In one molecule of CO, there is one atom of oxygen. So we can say, the mole ratio between CO and O is $1:1$. Now we have the mole to mole ratio and moles of CO so we can calculate the moles of oxygen by using dimensional analysis as below,

$3\mathrm{ }\mathrm{m}\mathrm{o}\mathrm{l}\mathrm{ }\mathrm{o}\mathrm{f}\mathrm{ }\mathrm{C}\mathrm{O}\times \frac{1\mathrm{ }\mathrm{m}\mathrm{o}\mathrm{l}\mathrm{ }\mathrm{o}\mathrm{f}\mathrm{ }\mathrm{O}\mathrm{ }}{1\mathrm{ }\mathrm{m}\mathrm{o}\mathrm{l}\mathrm{ }\mathrm{o}\mathrm{f}\mathrm{ }\mathrm{C}\mathrm{O}}=3\mathrm{ }\mathrm{m}\mathrm{o}\mathrm{l}\mathrm{ }\mathrm{o}\mathrm{f}\mathrm{ }O$

In one molecule of CO₂, there are two atoms of oxygen.
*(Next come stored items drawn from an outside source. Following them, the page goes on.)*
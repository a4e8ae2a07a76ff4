//! Terminal display width of text.
//!
//! Widths are counted in fixed-width columns: East Asian wide characters take
//! two, combining marks none, and control characters none, except the few
//! that erase a column (backspace, escape, delete and CCH), which count as
//! minus one. Totals are therefore signed.

use std::borrow::Cow;

use crate::{
    ControlCharPolicy, ConvertOptions, Error, Result,
    controls::is_display_control,
    intervals::{WidthClass, classify},
    to_bytes, to_text, utf8,
};

pub mod wrap;

pub use wrap::{WrapOptions, fill, wrap};

/// Width of a single codepoint: `-1`, `0`, `1` or `2`.
///
/// # Errors
/// Returns [`Error::ControlChar`] for a control character under
/// [`ControlCharPolicy::Strict`].
pub fn codepoint_width(ch: char, policy: ControlCharPolicy) -> Result<isize> {
    let cp = u32::from(ch);
    if is_display_control(cp) {
        if policy == ControlCharPolicy::Strict {
            return Err(Error::ControlChar { codepoint: cp });
        }
        return Ok(match cp {
            0x08 | 0x1B | 0x7F | 0x94 => -1,
            _ => 0,
        });
    }
    Ok(match classify(cp) {
        Some(WidthClass::Zero) => 0,
        Some(WidthClass::Wide) => 2,
        None => 1,
    })
}

fn lenient_width(ch: char) -> isize { codepoint_width(ch, ControlCharPolicy::Replace).unwrap_or(0) }

/// Total width of `text`.
///
/// # Errors
/// Returns [`Error::ControlChar`] for the first control character under
/// [`ControlCharPolicy::Strict`].
///
/// # Examples
///
/// ```
/// use textkit::{ControlCharPolicy, text_width};
///
/// let width = text_width("く ku ら ra と to み mi", ControlCharPolicy::Replace).unwrap();
/// assert_eq!(width, 23);
/// ```
pub fn text_width(text: &str, policy: ControlCharPolicy) -> Result<isize> {
    text.chars()
        .try_fold(0isize, |acc, ch| Ok(acc + codepoint_width(ch, policy)?))
}

/// [`text_width`] with control characters counted rather than rejected.
#[must_use]
pub fn display_width(text: &str) -> isize { text.chars().map(lenient_width).sum() }

/// Width of a UTF-8 byte string, measured without decoding it first.
///
/// Each malformed run counts as one replacement character, one column wide.
///
/// # Errors
/// As [`text_width`].
pub fn bytes_width(bytes: &[u8], policy: ControlCharPolicy) -> Result<isize> {
    utf8::outcomes(bytes).try_fold(0isize, |acc, (_, outcome)| {
        let ch = outcome.char().unwrap_or(char::REPLACEMENT_CHARACTER);
        Ok(acc + codepoint_width(ch, policy)?)
    })
}

/// `true` if the combined width of `texts` is at most `limit`.
///
/// Stops measuring once the running total passes `limit`.
#[must_use]
pub fn text_width_le(limit: usize, texts: &[&str]) -> bool {
    let chars: usize = texts.iter().map(|t| t.chars().count()).sum();
    // No codepoint is wider than two columns.
    if chars.saturating_mul(2) <= limit {
        return true;
    }
    let limit = isize::try_from(limit).unwrap_or(isize::MAX);
    let mut total = 0isize;
    for ch in texts.iter().flat_map(|t| t.chars()) {
        total += lenient_width(ch);
        if total > limit {
            return false;
        }
    }
    true
}

/// Longest prefix of `text` no wider than `max_width` columns.
///
/// Stops at the first codepoint that would overflow, so a leading wide
/// character with `max_width` of one yields an empty string.
#[must_use]
pub fn chop_to_width(text: &str, max_width: usize) -> &str {
    let max = isize::try_from(max_width).unwrap_or(isize::MAX);
    let mut total = 0isize;
    for (idx, ch) in text.char_indices() {
        total += lenient_width(ch);
        if total > max {
            return &text[..idx];
        }
    }
    text
}

/// Which side of the text the padding goes on.
#[derive(Debug, Clone, Copy, Default, PartialEq, Eq)]
pub enum Align {
    /// Text on the left, spaces appended.
    #[default]
    Left,
    /// Spaces first, text on the right.
    Right,
}

/// Options for [`pad_to_width`].
///
/// `prefix` and `suffix` are written around the text and count towards the
/// padded width. Only the text itself is chopped.
#[derive(Debug, Clone, Copy, Default, PartialEq, Eq)]
pub struct PadOptions<'a> {
    /// Chop the text to this many columns before padding.
    pub chop: Option<usize>,
    pub align: Align,
    pub prefix: &'a str,
    pub suffix: &'a str,
}

impl<'a> PadOptions<'a> {
    #[must_use]
    pub fn chop(mut self, width: usize) -> Self {
        self.chop = Some(width);
        self
    }

    #[must_use]
    pub fn align(mut self, align: Align) -> Self {
        self.align = align;
        self
    }

    #[must_use]
    pub fn wrap_with(mut self, prefix: &'a str, suffix: &'a str) -> Self {
        self.prefix = prefix;
        self.suffix = suffix;
        self
    }
}

/// Pad `prefix + text + suffix` with spaces until it is at least `target`
/// columns wide.
///
/// Text already wider than `target` is left as is unless `options.chop` is
/// set.
///
/// # Examples
///
/// ```
/// use textkit::{Align, PadOptions, pad_to_width};
///
/// assert_eq!(pad_to_width("ab", 4, &PadOptions::default()), "ab  ");
/// assert_eq!(pad_to_width("ab", 4, &PadOptions::default().align(Align::Right)), "  ab");
/// assert_eq!(pad_to_width("日本語", 4, &PadOptions::default().chop(4)), "日本");
/// assert_eq!(pad_to_width("ab", 4, &PadOptions::default().wrap_with("[", "]")), "[ab]");
/// ```
#[must_use]
pub fn pad_to_width(text: &str, target: usize, options: &PadOptions<'_>) -> String {
    let text = options.chop.map_or(text, |max| chop_to_width(text, max));
    let width = display_width(options.prefix) + display_width(text) + display_width(options.suffix);
    let width = usize::try_from(width).unwrap_or(0);
    let padding = " ".repeat(target.saturating_sub(width));
    let mut out = String::with_capacity(
        options.prefix.len() + text.len() + options.suffix.len() + padding.len(),
    );
    if options.align == Align::Right {
        out.push_str(&padding);
    }
    out.push_str(options.prefix);
    out.push_str(text);
    out.push_str(options.suffix);
    if options.align == Align::Left {
        out.push_str(&padding);
    }
    out
}

/// [`pad_to_width`] for a byte string in `encoding`.
///
/// Malformed input is replaced while measuring; the result is encoded back
/// to `encoding`, substituting characters it cannot represent.
///
/// # Errors
/// Returns [`Error::UnsupportedEncoding`] for an unknown encoding.
pub fn pad_bytes_to_width(
    bytes: &[u8],
    target: usize,
    options: &PadOptions<'_>,
    encoding: &str,
) -> Result<Vec<u8>> {
    let convert = ConvertOptions::new(encoding);
    let text = to_text(bytes, &convert)?;
    let padded = pad_to_width(&text, target, options);
    Ok(match to_bytes(padded.as_str(), &convert)? {
        Cow::Borrowed(b) => b.to_vec(),
        Cow::Owned(b) => b,
    })
}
So we can say, the mole ratio between CO₂ and O is $1:2$. Now we have the mole to mole ratio and moles of CO₂ so we can calculate the moles of oxygen by using dimensional analysis as below,

$2\mathrm{ }\mathrm{m}\mathrm{o}\mathrm{l}\mathrm{ }\mathrm{o}\mathrm{f}\mathrm{ }{\mathrm{C}\mathrm{O}}_2\times \frac{2\mathrm{ }\mathrm{m}\mathrm{o}\mathrm{l}\mathrm{ }\mathrm{o}\mathrm{f}\mathrm{ }\mathrm{O}}{1\mathrm{ }\mathrm{m}\mathrm{o}\mathrm{l}\mathrm{ }\mathrm{o}\mathrm{f}\mathrm{ }{\mathrm{C}\mathrm{O}}_2}=4\mathrm{ }\mathrm{m}\mathrm{o}\mathrm{l}\mathrm{ }\mathrm{o}\mathrm{f}\mathrm{ }\mathrm{O}$

So, $2$ mole of CO₂ contains more number of moles of oxygen than $3$ moles of CO.

Conclusion:

The number of moles of the oxygen calculated from the number of moles of compounds and mole ratio between them.